Lets say it shuts down when air temperature reaches 65°C, what si the temperature of the Novatek's silicon? 100°C? 90°C? 80°C? (and this temperature si distributed to the heatsink) Without fan the 80-100°C air between fins diffuses from the heatsink by it's own speed (even worse when the heatsink is basically upside down as it is in A139), due to low speed it accumulates air with higher temperatures near the heatsink, which decreases the temperature difference, which lowers the diffusion.

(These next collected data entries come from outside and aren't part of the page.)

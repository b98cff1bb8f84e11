//! # Cadence Transport Library (cadence-transport)
//!
//! Playback transport and real-time tracking.
//!
//! **Purpose:** Turn user commands (play, pause, seek, loop, suspend/activate)
//! into a consistent, observable play state, and derive the time actually
//! spent listening so it stays correct across seeks, pauses, track changes
//! and session restarts.
//!
//! **Architecture:** a synchronous `TransportController` owned by a single
//! control task (`TransportService`). The media engine and the playlist are
//! boundaries (`MediaEngine`, `PlaylistProvider`); engine callbacks come back
//! over a channel tagged with a generation so stale ones are dropped.

pub mod config;
pub mod console;
pub mod db;
pub mod engine;
pub mod error;
pub mod playback;
pub mod service;

pub use error::{Error, Result};
pub use playback::{PlaybackState, TransportController};
pub use service::{TransportCommand, TransportHandle, TransportService};
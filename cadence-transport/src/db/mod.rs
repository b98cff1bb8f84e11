//! Session persistence
//!
//! The transport persists one record: the snapshot of the current session.
//! `SnapshotStore` abstracts where it lives so the service can run against
//! SQLite in production and memory in tests.

pub mod snapshots;

pub use snapshots::{MemorySnapshotStore, SnapshotStore, SqliteSnapshotStore};
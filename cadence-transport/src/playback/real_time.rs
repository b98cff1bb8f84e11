//! Listening-time clock
//!
//! Real time is the time actually spent listening to the current item. It
//! follows the raw engine position between seeks and ignores the jump of a
//! seek itself:
//!
//! ```text
//! real_time = real_anchor + (position - pos_anchor)
//! ```
//!
//! `real_anchor` is frozen just before a seek, `pos_anchor` is taken from the
//! position the engine landed on just after it.

/// Derives listening time from engine positions
#[derive(Debug, Clone, Copy, Default, PartialEq, Eq)]
pub struct RealTimeClock {
    real_anchor_ms: u64,
    pos_anchor_ms: u64,
    real_time_ms: u64,
}

impl RealTimeClock {
    pub fn new() -> Self {
        Self::default()
    }

    /// New item started: listening time restarts from zero
    pub fn on_played(&mut self) {
        self.reset();
    }

    /// Playback stopped: listening time restarts from zero
    pub fn on_stopped(&mut self) {
        self.reset();
    }

    /// Freeze the accumulated listening time before the playhead jumps
    pub fn on_pre_seek(&mut self) {
        self.real_anchor_ms = self.real_time_ms;
    }

    /// Take the landed position as the new reference point
    pub fn on_post_seek(&mut self, position_ms: u64) {
        self.pos_anchor_ms = position_ms;
    }

    /// Recompute listening time from a raw engine position
    ///
    /// Positions below the anchor (engine jitter right after a seek) count as
    /// zero progress rather than negative time.
    pub fn on_position_changed(&mut self, position_ms: u64) -> u64 {
        self.real_time_ms = self
            .real_anchor_ms
            .saturating_add(position_ms.saturating_sub(self.pos_anchor_ms));
        self.real_time_ms
    }

    /// Continue counting from a persisted listening time at a restored position
    pub fn restore(&mut self, real_time_ms: u64, position_ms: u64) {
        self.real_anchor_ms = real_time_ms;
        self.pos_anchor_ms = position_ms;
        self.real_time_ms = real_time_ms;
    }

    pub fn real_time_ms(&self) -> u64 {
        self.real_time_ms
    }

    pub fn real_anchor_ms(&self) -> u64 {
        self.real_anchor_ms
    }

    pub fn pos_anchor_ms(&self) -> u64 {
        self.pos_anchor_ms
    }

    fn reset(&mut self) {
        *self = Self::default();
    }
}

By increasing flow of the "hot" 65°C air you will provide "fresh" medium with higher temp difference which will increase the diffusion speed and also actively push the air outside the dashcam. That will lead into lowering the temperature of the silicon (closer to the ambient) and thus the dashcam will run just fine even at higher ambient temperatures (because of lower ΔT).
 
By increasing flow of the "hot" 65°C air you will provide "fresh" medium with higher temp difference which will increase the diffusion speed and also actively push the air outside the dashcam. That will lead into lowering the temperature of the silicon (closer to the ambient) and thus the dashcam will run just fine even at higher ambient temperatures (because of lower ΔT).
That may reduce the temperature of the processor, but it will increase the temperature of the super capacitors, memory card, and sensor, which are the three most critical elements in the dashcam... so resulting in failure...

Whereas an external fan will simply cool the camera, resulting in success, maybe temporary success, but no reliability issues.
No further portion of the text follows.